Try it | Find the line with "let snapshot = page.snapshot(&route);". Repeat it and each line after it, exactly, down to the end of the records below.

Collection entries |
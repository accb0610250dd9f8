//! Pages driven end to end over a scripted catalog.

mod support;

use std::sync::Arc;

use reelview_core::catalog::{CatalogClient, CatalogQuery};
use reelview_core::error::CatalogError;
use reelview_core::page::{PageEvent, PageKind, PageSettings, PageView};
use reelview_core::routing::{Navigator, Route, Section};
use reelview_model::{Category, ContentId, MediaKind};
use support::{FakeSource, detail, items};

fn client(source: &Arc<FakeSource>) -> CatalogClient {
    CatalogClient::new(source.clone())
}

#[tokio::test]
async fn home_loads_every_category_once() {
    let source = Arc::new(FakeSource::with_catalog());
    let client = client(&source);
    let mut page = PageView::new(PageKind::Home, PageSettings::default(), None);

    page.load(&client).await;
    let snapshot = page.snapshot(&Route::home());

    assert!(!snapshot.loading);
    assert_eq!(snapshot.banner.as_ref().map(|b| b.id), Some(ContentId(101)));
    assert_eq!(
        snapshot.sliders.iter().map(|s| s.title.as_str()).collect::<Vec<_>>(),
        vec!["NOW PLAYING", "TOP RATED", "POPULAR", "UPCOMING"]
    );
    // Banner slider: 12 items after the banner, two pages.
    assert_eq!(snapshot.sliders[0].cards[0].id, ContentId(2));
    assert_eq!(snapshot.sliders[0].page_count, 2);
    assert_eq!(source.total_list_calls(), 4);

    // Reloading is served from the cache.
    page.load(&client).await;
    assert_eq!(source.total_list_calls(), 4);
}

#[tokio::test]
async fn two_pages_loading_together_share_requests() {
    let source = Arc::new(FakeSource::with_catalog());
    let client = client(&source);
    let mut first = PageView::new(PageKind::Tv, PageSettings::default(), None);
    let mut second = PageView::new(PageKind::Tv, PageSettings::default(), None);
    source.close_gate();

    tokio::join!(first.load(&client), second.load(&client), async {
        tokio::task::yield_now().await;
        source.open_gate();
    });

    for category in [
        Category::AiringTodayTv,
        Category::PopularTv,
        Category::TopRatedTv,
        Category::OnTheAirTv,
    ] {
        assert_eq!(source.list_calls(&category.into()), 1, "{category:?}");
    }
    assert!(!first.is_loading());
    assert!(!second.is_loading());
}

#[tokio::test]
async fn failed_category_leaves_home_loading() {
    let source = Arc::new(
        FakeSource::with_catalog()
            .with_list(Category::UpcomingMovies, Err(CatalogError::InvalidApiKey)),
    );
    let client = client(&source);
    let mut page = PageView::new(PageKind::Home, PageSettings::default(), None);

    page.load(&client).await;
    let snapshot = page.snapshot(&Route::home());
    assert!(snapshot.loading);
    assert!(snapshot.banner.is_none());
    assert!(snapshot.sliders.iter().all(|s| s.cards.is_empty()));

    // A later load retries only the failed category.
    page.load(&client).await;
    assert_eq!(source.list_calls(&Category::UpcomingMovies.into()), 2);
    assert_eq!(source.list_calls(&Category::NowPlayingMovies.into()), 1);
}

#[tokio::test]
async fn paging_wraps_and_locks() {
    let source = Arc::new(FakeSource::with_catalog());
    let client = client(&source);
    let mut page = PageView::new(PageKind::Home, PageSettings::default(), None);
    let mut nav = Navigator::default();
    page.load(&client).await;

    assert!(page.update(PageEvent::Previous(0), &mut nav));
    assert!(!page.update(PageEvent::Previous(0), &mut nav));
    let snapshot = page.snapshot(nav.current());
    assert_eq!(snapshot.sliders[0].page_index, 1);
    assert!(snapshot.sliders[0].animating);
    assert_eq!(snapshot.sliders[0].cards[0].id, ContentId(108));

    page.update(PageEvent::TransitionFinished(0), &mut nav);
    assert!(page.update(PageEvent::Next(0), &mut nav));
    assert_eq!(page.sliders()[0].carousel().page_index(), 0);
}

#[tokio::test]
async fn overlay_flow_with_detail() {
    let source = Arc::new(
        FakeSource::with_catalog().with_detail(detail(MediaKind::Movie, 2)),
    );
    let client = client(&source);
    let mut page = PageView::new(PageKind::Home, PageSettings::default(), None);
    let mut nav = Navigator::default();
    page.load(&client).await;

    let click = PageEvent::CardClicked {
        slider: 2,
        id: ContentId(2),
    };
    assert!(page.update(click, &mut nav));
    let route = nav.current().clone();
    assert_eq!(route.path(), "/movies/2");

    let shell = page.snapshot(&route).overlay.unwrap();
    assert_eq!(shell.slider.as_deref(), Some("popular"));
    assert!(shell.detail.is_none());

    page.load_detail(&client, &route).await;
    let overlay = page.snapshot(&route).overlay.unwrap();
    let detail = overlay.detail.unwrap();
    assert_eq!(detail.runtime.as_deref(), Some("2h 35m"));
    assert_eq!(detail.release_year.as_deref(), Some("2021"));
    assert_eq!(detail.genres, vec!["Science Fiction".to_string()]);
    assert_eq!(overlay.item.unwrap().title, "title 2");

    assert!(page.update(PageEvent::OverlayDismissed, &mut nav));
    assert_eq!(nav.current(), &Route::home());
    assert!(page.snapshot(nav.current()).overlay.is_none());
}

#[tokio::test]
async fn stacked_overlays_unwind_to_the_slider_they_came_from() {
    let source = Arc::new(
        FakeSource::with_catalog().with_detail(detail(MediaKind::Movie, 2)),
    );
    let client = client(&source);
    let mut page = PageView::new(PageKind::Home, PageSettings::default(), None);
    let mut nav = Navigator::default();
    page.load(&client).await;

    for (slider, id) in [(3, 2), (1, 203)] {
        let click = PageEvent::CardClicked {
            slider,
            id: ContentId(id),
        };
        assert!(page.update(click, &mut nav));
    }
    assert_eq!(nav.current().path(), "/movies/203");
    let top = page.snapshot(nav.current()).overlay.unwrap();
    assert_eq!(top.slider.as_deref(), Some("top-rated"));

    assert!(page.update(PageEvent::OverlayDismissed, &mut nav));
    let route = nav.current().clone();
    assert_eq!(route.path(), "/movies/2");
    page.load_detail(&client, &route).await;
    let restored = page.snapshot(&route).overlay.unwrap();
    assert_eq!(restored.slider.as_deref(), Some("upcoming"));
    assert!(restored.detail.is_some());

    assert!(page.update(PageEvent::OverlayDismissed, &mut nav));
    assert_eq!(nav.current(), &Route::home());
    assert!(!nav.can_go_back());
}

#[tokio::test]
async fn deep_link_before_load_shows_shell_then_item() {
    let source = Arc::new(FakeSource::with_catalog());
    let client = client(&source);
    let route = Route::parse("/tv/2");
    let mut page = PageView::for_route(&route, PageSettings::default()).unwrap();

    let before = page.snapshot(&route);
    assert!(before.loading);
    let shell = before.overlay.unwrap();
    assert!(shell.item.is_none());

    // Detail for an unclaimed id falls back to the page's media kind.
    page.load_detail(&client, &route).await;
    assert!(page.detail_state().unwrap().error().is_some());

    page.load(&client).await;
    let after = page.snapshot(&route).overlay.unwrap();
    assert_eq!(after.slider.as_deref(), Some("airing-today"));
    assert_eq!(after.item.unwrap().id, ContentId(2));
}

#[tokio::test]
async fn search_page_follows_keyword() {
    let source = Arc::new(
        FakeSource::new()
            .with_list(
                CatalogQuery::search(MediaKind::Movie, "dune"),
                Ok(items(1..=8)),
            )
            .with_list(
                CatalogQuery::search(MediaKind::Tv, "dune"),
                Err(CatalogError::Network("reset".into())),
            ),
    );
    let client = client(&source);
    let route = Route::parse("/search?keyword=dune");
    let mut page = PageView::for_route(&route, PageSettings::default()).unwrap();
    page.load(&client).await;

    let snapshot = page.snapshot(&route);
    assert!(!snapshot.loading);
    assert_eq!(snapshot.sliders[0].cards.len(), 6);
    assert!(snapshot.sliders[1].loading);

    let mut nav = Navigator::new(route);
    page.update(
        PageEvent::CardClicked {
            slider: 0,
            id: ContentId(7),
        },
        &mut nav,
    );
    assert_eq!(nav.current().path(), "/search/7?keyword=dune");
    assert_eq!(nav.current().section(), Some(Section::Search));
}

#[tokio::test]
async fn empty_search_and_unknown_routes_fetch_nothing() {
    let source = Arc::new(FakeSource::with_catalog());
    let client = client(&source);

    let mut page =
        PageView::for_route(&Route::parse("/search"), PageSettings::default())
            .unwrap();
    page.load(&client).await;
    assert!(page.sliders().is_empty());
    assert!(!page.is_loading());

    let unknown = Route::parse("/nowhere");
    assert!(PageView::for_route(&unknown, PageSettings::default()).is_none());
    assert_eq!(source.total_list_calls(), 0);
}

Result for this task |
    let snapshot = page.snapshot(&route);
    assert!(!snapshot.loading);
    assert_eq!(snapshot.sliders[0].cards.len(), 6);
    assert!(snapshot.sliders[1].loading);

    let mut nav = Navigator::new(route);
    page.update(
        PageEvent::CardClicked {
            slider: 0,
            id: ContentId(7),
        },
        &mut nav,
    );
    assert_eq!(nav.current().path(), "/search/7?keyword=dune");
    assert_eq!(nav.current().section(), Some(Section::Search));
}

#[tokio::test]
async fn empty_search_and_unknown_routes_fetch_nothing() {
    let source = Arc::new(FakeSource::with_catalog());
    let client = client(&source);

    let mut page =
        PageView::for_route(&Route::parse("/search"), PageSettings::default())
            .unwrap();
    page.load(&client).await;
    assert!(page.sliders().is_empty());
    assert!(!page.is_loading());

    let unknown = Route::parse("/nowhere");
    assert!(PageView::for_route(&unknown, PageSettings::default()).is_none());
    assert_eq!(source.total_list_calls(), 0);
}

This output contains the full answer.